§ **What to do**:
Please filter the data down to the lines that include the word "derive" and copy them.
++++ Entries supplied ++++
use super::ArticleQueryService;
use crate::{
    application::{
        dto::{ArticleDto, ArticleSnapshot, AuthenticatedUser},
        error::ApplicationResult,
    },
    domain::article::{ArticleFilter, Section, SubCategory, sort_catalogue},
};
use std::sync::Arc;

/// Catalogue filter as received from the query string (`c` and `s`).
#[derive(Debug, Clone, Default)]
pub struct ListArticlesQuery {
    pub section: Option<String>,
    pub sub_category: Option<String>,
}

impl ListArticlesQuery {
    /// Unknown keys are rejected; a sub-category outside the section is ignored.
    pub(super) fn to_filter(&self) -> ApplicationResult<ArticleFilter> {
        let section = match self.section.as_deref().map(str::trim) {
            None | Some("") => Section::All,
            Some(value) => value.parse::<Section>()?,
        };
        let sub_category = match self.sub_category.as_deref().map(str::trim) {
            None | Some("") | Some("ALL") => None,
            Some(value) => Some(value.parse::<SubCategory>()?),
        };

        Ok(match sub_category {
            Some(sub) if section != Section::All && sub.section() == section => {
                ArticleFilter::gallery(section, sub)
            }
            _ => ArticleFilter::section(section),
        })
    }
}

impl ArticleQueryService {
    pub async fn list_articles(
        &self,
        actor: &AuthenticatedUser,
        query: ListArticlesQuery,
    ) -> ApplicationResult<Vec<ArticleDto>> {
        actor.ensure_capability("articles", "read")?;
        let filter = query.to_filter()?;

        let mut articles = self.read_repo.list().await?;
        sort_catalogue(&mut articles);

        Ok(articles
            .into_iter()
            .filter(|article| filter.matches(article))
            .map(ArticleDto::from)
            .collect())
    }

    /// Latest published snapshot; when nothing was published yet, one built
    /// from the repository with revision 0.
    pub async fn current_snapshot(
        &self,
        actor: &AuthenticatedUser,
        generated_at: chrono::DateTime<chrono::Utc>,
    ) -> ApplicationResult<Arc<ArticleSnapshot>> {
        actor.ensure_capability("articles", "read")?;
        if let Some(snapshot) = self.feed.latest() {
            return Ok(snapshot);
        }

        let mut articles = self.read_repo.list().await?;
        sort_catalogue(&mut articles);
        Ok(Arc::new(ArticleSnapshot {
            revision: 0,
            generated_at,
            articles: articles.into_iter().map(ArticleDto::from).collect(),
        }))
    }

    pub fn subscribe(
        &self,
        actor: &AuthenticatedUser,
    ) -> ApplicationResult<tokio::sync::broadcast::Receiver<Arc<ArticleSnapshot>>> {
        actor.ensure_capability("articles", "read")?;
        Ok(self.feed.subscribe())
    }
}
++++
++++ Entries supplied ++++
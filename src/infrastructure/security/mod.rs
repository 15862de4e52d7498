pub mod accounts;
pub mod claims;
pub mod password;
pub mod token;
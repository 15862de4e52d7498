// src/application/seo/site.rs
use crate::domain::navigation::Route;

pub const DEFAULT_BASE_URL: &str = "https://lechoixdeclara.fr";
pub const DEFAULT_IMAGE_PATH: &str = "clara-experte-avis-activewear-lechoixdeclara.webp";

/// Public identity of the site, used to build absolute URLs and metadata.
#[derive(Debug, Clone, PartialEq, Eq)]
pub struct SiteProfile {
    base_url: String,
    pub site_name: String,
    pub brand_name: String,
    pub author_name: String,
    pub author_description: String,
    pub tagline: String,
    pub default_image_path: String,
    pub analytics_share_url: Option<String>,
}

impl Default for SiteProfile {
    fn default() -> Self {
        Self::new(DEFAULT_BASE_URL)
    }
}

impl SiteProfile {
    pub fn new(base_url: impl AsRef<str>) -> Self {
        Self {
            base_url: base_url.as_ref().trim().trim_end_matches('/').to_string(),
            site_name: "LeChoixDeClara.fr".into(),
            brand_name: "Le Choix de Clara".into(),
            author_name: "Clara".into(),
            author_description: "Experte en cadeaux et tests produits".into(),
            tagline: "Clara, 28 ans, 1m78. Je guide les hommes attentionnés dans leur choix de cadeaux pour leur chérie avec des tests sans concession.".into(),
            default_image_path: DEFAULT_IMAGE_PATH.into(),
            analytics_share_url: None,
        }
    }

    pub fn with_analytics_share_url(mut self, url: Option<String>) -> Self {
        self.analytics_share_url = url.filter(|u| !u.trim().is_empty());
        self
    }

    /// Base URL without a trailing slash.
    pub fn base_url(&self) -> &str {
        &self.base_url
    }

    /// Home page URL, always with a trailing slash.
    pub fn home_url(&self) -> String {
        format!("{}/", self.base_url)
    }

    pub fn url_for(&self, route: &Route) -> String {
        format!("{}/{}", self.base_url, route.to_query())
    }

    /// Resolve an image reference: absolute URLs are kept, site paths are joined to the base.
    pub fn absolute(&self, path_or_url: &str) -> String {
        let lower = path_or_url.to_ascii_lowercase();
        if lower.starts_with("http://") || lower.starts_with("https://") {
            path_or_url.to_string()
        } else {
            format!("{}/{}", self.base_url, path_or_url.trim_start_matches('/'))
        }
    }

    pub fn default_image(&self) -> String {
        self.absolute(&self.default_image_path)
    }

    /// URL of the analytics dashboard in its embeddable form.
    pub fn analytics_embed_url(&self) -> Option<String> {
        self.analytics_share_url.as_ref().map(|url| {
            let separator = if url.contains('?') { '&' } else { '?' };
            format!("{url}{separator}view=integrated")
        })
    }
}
++++
§ **Solved problem**:
#[derive(Debug, Clone, Default)]
#[derive(Debug, Clone, PartialEq, Eq)]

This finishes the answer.